(Beginning of Entries supplied)

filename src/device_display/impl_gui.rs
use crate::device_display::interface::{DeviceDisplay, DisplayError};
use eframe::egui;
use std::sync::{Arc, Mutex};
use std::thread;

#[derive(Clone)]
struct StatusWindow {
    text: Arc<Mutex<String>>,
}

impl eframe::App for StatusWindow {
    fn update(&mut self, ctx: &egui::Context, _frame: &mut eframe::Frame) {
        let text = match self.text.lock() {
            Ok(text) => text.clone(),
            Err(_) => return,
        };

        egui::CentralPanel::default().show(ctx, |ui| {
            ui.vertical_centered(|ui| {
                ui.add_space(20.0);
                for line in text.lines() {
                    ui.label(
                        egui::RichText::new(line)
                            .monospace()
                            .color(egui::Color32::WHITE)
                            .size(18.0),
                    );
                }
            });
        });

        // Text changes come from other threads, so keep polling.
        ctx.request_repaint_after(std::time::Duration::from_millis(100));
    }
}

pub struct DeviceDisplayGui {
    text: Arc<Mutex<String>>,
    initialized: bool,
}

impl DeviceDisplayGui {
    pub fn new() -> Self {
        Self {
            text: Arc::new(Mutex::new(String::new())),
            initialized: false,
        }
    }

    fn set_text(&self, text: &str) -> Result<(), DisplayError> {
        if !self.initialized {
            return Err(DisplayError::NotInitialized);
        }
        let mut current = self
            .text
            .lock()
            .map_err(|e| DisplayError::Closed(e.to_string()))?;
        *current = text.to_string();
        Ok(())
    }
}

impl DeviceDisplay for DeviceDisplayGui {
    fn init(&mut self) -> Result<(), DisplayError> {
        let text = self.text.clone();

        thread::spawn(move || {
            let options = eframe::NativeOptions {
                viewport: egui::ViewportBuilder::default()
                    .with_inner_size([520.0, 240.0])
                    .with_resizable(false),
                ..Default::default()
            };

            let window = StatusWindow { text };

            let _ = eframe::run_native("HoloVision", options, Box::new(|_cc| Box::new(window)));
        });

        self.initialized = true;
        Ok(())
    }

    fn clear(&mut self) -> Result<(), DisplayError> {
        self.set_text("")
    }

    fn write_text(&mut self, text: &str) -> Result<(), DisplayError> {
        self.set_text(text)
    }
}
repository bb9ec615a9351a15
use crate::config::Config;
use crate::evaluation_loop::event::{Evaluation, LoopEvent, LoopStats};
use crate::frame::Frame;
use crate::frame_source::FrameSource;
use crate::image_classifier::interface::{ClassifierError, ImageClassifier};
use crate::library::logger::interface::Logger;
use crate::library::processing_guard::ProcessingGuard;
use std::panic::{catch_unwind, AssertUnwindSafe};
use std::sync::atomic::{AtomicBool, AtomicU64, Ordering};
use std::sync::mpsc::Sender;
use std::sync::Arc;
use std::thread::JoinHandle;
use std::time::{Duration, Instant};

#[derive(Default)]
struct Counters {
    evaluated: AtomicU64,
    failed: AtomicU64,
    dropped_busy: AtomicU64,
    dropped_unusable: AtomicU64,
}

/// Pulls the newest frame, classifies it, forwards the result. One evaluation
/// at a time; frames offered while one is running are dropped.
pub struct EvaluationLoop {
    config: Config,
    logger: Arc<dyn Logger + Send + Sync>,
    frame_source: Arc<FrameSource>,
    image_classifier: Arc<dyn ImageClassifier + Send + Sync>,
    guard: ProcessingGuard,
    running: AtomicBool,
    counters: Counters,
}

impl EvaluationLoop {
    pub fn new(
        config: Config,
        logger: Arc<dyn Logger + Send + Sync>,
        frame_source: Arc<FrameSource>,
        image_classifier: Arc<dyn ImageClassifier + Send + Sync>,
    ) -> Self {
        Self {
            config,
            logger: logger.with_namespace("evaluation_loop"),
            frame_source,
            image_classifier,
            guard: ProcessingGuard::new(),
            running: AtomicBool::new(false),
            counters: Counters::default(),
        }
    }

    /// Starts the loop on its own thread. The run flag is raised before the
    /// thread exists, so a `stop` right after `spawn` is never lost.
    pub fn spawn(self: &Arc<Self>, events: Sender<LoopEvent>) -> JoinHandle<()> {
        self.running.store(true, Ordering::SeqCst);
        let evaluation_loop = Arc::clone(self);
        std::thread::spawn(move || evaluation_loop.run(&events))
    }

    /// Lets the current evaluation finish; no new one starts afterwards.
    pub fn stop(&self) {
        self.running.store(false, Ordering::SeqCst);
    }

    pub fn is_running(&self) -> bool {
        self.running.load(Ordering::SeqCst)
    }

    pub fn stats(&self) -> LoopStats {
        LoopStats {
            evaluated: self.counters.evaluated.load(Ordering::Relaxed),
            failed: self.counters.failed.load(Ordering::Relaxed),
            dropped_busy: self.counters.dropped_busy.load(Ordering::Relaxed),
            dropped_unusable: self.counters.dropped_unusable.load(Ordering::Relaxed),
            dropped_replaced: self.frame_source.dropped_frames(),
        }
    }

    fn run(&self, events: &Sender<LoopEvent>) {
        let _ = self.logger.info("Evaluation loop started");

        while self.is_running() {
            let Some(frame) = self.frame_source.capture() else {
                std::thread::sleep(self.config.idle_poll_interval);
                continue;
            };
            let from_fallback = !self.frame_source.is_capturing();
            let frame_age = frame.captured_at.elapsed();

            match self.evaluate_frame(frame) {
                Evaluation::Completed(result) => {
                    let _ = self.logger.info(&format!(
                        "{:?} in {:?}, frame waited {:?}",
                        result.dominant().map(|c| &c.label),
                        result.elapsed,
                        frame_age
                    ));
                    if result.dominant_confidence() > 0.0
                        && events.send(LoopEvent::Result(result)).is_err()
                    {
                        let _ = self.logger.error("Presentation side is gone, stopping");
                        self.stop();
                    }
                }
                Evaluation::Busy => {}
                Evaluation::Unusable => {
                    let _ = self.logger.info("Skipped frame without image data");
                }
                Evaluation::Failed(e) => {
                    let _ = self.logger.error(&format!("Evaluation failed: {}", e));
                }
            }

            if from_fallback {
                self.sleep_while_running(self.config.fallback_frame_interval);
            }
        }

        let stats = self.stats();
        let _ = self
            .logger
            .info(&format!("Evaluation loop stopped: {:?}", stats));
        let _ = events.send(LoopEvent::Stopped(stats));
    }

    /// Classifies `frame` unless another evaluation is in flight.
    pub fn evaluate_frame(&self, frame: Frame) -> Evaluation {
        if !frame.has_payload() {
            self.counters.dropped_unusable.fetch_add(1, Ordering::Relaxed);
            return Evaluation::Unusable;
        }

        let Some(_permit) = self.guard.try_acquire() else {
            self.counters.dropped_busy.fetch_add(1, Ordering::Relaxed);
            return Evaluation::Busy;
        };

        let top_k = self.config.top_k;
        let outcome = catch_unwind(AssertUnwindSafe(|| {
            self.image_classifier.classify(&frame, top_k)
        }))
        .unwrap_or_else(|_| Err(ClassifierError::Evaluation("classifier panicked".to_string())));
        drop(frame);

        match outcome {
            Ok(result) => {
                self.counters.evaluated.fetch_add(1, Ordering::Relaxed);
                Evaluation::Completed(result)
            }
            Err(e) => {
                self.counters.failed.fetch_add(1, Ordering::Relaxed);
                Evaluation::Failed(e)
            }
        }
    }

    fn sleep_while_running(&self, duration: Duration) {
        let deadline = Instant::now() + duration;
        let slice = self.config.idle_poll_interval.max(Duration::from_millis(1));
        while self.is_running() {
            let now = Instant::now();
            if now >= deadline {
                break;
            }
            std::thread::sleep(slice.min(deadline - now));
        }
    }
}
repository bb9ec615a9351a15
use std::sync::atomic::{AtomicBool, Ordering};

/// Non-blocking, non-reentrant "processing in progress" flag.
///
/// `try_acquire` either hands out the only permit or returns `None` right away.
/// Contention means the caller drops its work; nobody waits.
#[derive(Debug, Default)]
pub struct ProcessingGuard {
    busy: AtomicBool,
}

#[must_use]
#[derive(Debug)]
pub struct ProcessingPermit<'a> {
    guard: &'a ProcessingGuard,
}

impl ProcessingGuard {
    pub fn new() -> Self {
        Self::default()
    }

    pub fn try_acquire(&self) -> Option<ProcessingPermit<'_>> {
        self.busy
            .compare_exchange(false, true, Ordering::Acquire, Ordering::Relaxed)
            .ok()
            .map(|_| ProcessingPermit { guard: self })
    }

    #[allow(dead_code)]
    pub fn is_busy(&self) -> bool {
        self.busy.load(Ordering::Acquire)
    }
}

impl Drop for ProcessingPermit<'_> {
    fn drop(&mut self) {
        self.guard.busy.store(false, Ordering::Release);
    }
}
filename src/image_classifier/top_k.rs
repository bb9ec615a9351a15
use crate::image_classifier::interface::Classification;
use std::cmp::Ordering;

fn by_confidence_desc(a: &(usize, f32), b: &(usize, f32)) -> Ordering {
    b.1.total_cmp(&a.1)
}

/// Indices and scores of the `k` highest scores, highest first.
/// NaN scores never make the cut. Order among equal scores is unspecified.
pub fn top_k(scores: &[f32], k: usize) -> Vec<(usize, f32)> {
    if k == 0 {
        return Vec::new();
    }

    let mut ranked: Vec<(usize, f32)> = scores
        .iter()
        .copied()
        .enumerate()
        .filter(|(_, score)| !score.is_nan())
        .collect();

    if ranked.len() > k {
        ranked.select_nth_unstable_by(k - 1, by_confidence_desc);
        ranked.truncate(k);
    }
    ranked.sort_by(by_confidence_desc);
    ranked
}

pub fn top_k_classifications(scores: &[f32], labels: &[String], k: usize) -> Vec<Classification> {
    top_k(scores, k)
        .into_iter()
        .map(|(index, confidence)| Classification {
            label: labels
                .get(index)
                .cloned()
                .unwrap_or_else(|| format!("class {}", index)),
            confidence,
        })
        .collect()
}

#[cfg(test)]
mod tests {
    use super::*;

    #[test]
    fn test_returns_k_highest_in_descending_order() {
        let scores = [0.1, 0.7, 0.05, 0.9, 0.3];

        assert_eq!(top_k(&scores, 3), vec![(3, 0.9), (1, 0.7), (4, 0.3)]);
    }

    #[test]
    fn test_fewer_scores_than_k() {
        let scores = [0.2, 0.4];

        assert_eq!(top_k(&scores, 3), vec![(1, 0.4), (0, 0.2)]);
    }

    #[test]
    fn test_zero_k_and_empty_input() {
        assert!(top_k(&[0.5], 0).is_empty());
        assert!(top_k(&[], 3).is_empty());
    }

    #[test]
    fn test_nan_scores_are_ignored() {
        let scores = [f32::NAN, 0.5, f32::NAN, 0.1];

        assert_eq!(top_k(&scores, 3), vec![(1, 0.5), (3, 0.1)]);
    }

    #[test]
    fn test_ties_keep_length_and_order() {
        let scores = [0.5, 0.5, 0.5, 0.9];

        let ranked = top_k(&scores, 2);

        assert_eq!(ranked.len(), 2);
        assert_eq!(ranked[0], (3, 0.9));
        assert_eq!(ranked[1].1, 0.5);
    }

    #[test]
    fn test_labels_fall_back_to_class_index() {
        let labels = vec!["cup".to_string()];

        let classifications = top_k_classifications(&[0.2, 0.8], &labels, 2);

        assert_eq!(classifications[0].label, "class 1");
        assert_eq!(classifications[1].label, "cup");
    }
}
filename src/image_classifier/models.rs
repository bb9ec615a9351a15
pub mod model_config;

(End of Entries supplied)

Every line above from the line with "let text = self.text.clone();" to the line with "fn clear(&mut self)", inclusive, must be returned exactly; no other line belongs in the reply.

        let text = self.text.clone();

        thread::spawn(move || {
            let options = eframe::NativeOptions {
                viewport: egui::ViewportBuilder::default()
                    .with_inner_size([520.0, 240.0])
                    .with_resizable(false),
                ..Default::default()
            };

            let window = StatusWindow { text };

            let _ = eframe::run_native("HoloVision", options, Box::new(|_cc| Box::new(window)));
        });

        self.initialized = true;
        Ok(())
    }

    fn clear(&mut self) -> Result<(), DisplayError> {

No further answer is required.